A great deal of effort has, thus far, been put into screening existing porous materials, including zeolites and metal-organic frameworks (MOFs), for their ability to selectively adsorb desired molecules from a fluid mixture on the basis of molecular size and shape. [1,2] However, when different molecules have similar sizes or lack characteristic structures whose complement can be readily engineered in a porous material, selective separation becomes difficult. Here we use computationally efficient flat-histogram Monte Carlo (MC) simulation methods [3] to study the adsorption of prototypical coarse-grained binary supercritical fluid mixtures in flexible porous media. We demonstrate an extensible methodology for studying multicomponent adsorption which yields the complete free energy surface of the confined mixture. We focus on a canonical binary mixture which is particularly cumbersome to separate via traditional distillation techniques, and thus is a representative candidate for alternative approaches such as adsorbents or other mass-separating agents.

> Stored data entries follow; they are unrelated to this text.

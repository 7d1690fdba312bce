//! Object path binder.
//!
//! A nested tree is substitutable as a whole. Its serialized form is never
//! evaluated, so unlike leaves no reentrancy guard is needed.

use subst_ir::{quote_string, render_tree, DefinitionsTree};

use crate::host::{ConstDependency, HookOutcome};
use crate::{EvaluatedExpression, HookTable};

/// Bind the hooks for a path whose value is `tree`.
pub fn bind_object_path(table: &mut HookTable, path: &str, tree: &DefinitionsTree) {
    let code = render_tree(tree);

    table.register_can_rename(path);
    table.on_evaluate_identifier(path, |site, _| {
        Some(EvaluatedExpression::object().with_span(site.span))
    });
    table.on_evaluate_typeof(path, |site, _| {
        Some(EvaluatedExpression::string("object").with_span(site.span))
    });
    table.on_rewrite_expression(path, move |site, _, sink| {
        sink.add_dependency(ConstDependency::new(code.as_str(), site));
        HookOutcome::Handled
    });
    table.on_rewrite_typeof(path, |site, _, sink| {
        sink.add_dependency(ConstDependency::new(quote_string("object"), site));
        HookOutcome::Handled
    });
}
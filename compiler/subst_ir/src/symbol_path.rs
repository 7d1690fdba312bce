//! Dotted symbol paths.
//!
//! A definitions key such as `process.env.NODE_ENV` or `typeof window` is
//! parsed once at registration time into its fragments plus a flag recording
//! whether the key was a `typeof` query.

use std::fmt;

/// Marker that turns a key into a `typeof` query.
const TYPEOF_MARKER: &str = "typeof";

/// A parsed definitions key.
#[derive(Clone, Debug, PartialEq, Eq, Hash)]
pub struct SymbolPath {
    segments: Vec<String>,
    is_typeof_query: bool,
}

impl SymbolPath {
    /// Parse a full dotted key.
    ///
    /// A leading `typeof` followed by at least one whitespace character is
    /// stripped and recorded. The marker is only recognised at the very start
    /// of the key.
    pub fn parse(key: &str) -> Self {
        let (rest, is_typeof_query) = match strip_typeof_marker(key) {
            Some(rest) => (rest, true),
            None => (key, false),
        };
        SymbolPath {
            segments: rest.split('.').map(str::to_owned).collect(),
            is_typeof_query,
        }
    }

    #[inline]
    pub fn is_typeof_query(&self) -> bool {
        self.is_typeof_query
    }

    pub fn segments(&self) -> &[String] {
        &self.segments
    }

    /// The path joined with `.`, without any `typeof` marker.
    pub fn dotted(&self) -> String {
        self.segments.join(".")
    }

    /// Every non-empty strict prefix, shortest first.
    ///
    /// For `a.b.c` this yields `a` and `a.b`.
    pub fn strict_prefixes(&self) -> impl Iterator<Item = String> + '_ {
        (1..self.segments.len()).map(move |end| self.segments[..end].join("."))
    }
}

impl fmt::Display for SymbolPath {
    fn fmt(&self, f: &mut fmt::Formatter<'_>) -> fmt::Result {
        if self.is_typeof_query {
            write!(f, "{TYPEOF_MARKER} ")?;
        }
        f.write_str(&self.dotted())
    }
}

fn strip_typeof_marker(key: &str) -> Option<&str> {
    let rest = key.strip_prefix(TYPEOF_MARKER)?;
    let trimmed = rest.trim_start();
    // `typeofFoo` is an ordinary identifier, not a query
    if trimmed.len() == rest.len() || trimmed.is_empty() {
        return None;
    }
    Some(trimmed)
}
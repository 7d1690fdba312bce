//! Entry point: definitions in, per-compilation hook table out.

use subst_ir::DefinitionsTree;

use crate::{register_all, HookTable};

/// A configured set of constant definitions.
///
/// `Defines` itself is plain data and can be shared between builds. Each
/// compilation unit calls [`Defines::register`] to get its own `HookTable`;
/// tables and their reentrancy guards are never shared.
#[derive(Clone, Debug, Default)]
pub struct Defines {
    tree: DefinitionsTree,
}

impl Defines {
    pub fn new(tree: DefinitionsTree) -> Self {
        Defines { tree }
    }

    pub fn tree(&self) -> &DefinitionsTree {
        &self.tree
    }

    /// Build a fresh hook table for one compilation unit.
    pub fn register(&self) -> HookTable {
        let mut table = HookTable::new();
        register_all(&mut table, &self.tree);
        table
    }
}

Interrogation of the adsorption behavior at different overall bulk compositions reveals regimes in which the material's selectivity for a single component may be a highly non-monotonic function of applied pressure. We illustrate how this may be controlled by systematically tuning the adsorbent's chemical and mechanical properties. By controlling the relative strength and range of interaction each species has with the adsorbent we identify a regime in which the selective capture of dilute components may be enhanced by increasing the bulk pressure, even if the species is less entropically favored inside the material. At high pressure, the adsorbent's flexibility becomes increasingly important and can also lead to local extrema in the selectivity of that material. We elucidate the effects of a material's flexibility on its separation efficiency and discuss its relationship to the resulting heterogeneous fluid structure inside the porous adsorbent. This allows us to propose general heuristics for the design of adsorbent materials to achieve selective separation for certain classes of fluid mixtures.

References

[1] Wilmer et al., Nature Chemistry 4, 83-89 (2012).
[2] Lin et al., Nature Materials 11, 633-641 (2012).
[3] Errington and Shen, Journal of Chemical Physics 123, 164103 (2005).